Sciocchezze! Sottise! Bifam ishtibah!”
Looking shocked, Nostril exclaimed, “Master Mafio, you call the Holy Book a bifam ishtibah?”
“Your Quran was written by a man, you cannot deny it. So were the Talmud and the Bible written by men.”
“Come now, Mafìo,” my pious father put in. “They only transcribed the words of God. And the Savior.”
“But they were men, indisputably men, with the minds of men. All the prophets and apostles and sages have been men. And what sort of men did the writing of the holy books? Circumcised men!”
“I beg to suggest, master,” said Nostril, “that they did not write with their—”
“In a sense, they did exactly that. All those men were religiously mutilated in their infant organs. When they grew to manhood, they found themselves diminished in their sexual pleasure, to the degree they had been diminished in their parts.
That
is why they made their holy books decree that sex should be not for delight, but solely for procreation, and in all other respects a matter for shame and guilt.”
“Good master,” Nostril persisted. “We are only divested of foreskin, we are not pruned to eunuchs.”
“Any mutilation is a deprivation,” Uncle Mafio retorted. He dropped his camel’s rein to scratch his elbow. “The sages of ancient days, realizing that the trimming of their members had blunted their sensations and their enjoyment, were envious and fearful that others might find more pleasure in sex. Misery loves company, so they wrote their scriptures in a way to ensure that they had company. First the Jews, then the Christians—for the Evangelists and the other early Christians were only converted Jews—and then Muhammad and the subsequent Muslim sages. All of those having been circumcised men, their disquisitions on the subject of sex are akin to the singing of the deaf.”

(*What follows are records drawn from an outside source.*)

//! Axum router construction for the call log API.
//!
//! Assembles all routes into a single [`Router`] with CORS and HTTP
//! tracing middleware.

use std::sync::Arc;

use axum::Router;
use axum::routing::{get, post};
use tower_http::cors::{Any, CorsLayer};
use tower_http::trace::TraceLayer;

use crate::handlers;
use crate::state::AppState;

/// Build the complete Axum router.
///
/// The router includes:
/// - `POST /emergency-calls/` -- log a call
/// - `GET /call-history/` -- list calls, newest first
/// - `GET /operator/call-history/` -- filtered review for authenticated operators
/// - `GET /healthz` -- store reachability
///
/// The call and history routes are also reachable without the trailing slash.
/// CORS allows any origin so browser and mobile clients can post calls
/// directly.
pub fn build_router(state: Arc<AppState>) -> Router {
    let cors = CorsLayer::new()
        .allow_origin(Any)
        .allow_methods(Any)
        .allow_headers(Any);

    Router::new()
        .route("/emergency-calls/", post(handlers::create_call))
        .route("/emergency-calls", post(handlers::create_call))
        .route("/call-history/", get(handlers::list_calls))
        .route("/call-history", get(handlers::list_calls))
        .route("/operator/call-history/", get(handlers::list_operator_calls))
        .route("/operator/call-history", get(handlers::list_operator_calls))
        .route("/healthz", get(handlers::healthz))
        .layer(cors)
        .layer(TraceLayer::new_for_http())
        .with_state(state)
}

My father looked as shocked as Nostril did. “Mafìo,” he cautioned, “on this open desert we are terribly exposed to thunderbolts. Your criticism is a novel one in my experience, perhaps even original, but I suggest you temper it with discretion.”

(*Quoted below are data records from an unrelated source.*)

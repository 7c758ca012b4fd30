//! Error types for the call log API.
//!
//! [`ApiError`] unifies all failure modes into a single enum that can be
//! converted into an Axum HTTP response via its
//! [`IntoResponse`](axum::response::IntoResponse) implementation.
//!
//! Validation failures keep their field-level detail. Everything else is
//! reported as `{"error": ..., "status": ...}`.

use axum::Json;
use axum::extract::rejection::{JsonRejection, QueryRejection};
use axum::http::StatusCode;
use axum::response::{IntoResponse, Response};
use lifeline_db::DbError;
use lifeline_types::{FieldErrors, NON_FIELD_ERRORS, ValidationErrors, field_errors};

/// Errors that can occur in the call log API layer.
#[derive(Debug, thiserror::Error)]
pub enum ApiError {
    /// One or more fields failed validation.
    #[error("validation failed on {} field(s)", .0.len())]
    Validation(FieldErrors),

    /// The request body was not valid JSON.
    #[error("malformed request body: {0}")]
    MalformedBody(String),

    /// The query string could not be parsed or is contradictory.
    #[error("invalid query: {0}")]
    InvalidQuery(String),

    /// The endpoint requires an authenticated caller.
    #[error("unauthorized: {0}")]
    Unauthorized(String),

    /// A backing service is unreachable.
    #[error("service unavailable: {0}")]
    Unavailable(String),

    /// An internal error occurred.
    #[error("internal error: {0}")]
    Internal(String),
}

impl From<ValidationErrors> for ApiError {
    fn from(errors: ValidationErrors) -> Self {
        Self::Validation(field_errors(&errors))
    }
}

impl From<JsonRejection> for ApiError {
    fn from(rejection: JsonRejection) -> Self {
        Self::MalformedBody(rejection.body_text())
    }
}

impl From<QueryRejection> for ApiError {
    fn from(rejection: QueryRejection) -> Self {
        Self::InvalidQuery(rejection.body_text())
    }
}

impl From<DbError> for ApiError {
    fn from(error: DbError) -> Self {
        match error {
            DbError::Validation(errors) => errors.into(),
            other => {
                tracing::error!(error = %other, "Record store failure");
                Self::Internal(String::from("database error"))
            }
        }
    }
}

impl IntoResponse for ApiError {
    fn into_response(self) -> Response {
        let (status, message) = match self {
            Self::Validation(fields) => {
                return (StatusCode::BAD_REQUEST, Json(fields)).into_response();
            }
            Self::MalformedBody(msg) => {
                let fields = FieldErrors::from([(NON_FIELD_ERRORS.to_owned(), vec![msg])]);
                return (StatusCode::BAD_REQUEST, Json(fields)).into_response();
            }
            Self::InvalidQuery(msg) => (StatusCode::BAD_REQUEST, msg),
            Self::Unauthorized(msg) => (StatusCode::UNAUTHORIZED, msg),
            Self::Unavailable(msg) => (StatusCode::SERVICE_UNAVAILABLE, msg),
            Self::Internal(msg) => (StatusCode::INTERNAL_SERVER_ERROR, msg),
        };

        let body = serde_json::json!({
            "error": message,
            "status": status.as_u16(),
        });

        (status, Json(body)).into_response()
    }
}

#[cfg(test)]
mod tests {
    use super::*;

    #[test]
    fn status_codes() {
        let cases = [
            (ApiError::Validation(FieldErrors::new()), StatusCode::BAD_REQUEST),
            (ApiError::MalformedBody(String::from("x")), StatusCode::BAD_REQUEST),
            (ApiError::InvalidQuery(String::from("x")), StatusCode::BAD_REQUEST),
            (ApiError::Unauthorized(String::from("x")), StatusCode::UNAUTHORIZED),
            (ApiError::Unavailable(String::from("x")), StatusCode::SERVICE_UNAVAILABLE),
            (ApiError::Internal(String::from("x")), StatusCode::INTERNAL_SERVER_ERROR),
        ];
        for (error, expected) in cases {
            assert_eq!(error.into_response().status(), expected);
        }
    }

    #[test]
    fn store_failures_hide_details() {
        let error = ApiError::from(DbError::Config(String::from("secret dsn")));
        assert!(matches!(error, ApiError::Internal(ref msg) if msg == "database error"));
    }

    #[test]
    fn store_validation_stays_a_client_error() {
        use lifeline_types::{NewEmergencyCall, Validate};

        let errors = NewEmergencyCall::new("").validate().err().unwrap_or_default();
        let error = ApiError::from(DbError::Validation(errors));
        assert!(matches!(error, ApiError::Validation(ref f) if f.contains_key("phone_number")));
    }
}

Unheeding, my uncle went on, “Their putting fetters on human sexuality was like cripples writing the rules for an athletic contest.”
“Cripples, master?” Nostril inquired. “But how could they have known they were cripples? You contend that my sensations have been blunted. Since I myself have no exterior standard alongside which to measure my own enjoyments, I wonder how anyone else could possibly do so. I can think of only one sort who might qualify to judge even himself. That would be a man who has had experience, so to speak, before and after. Excuse my impertinence, Master Mafio, but were you perhaps not circumcised until midway in your adult life?”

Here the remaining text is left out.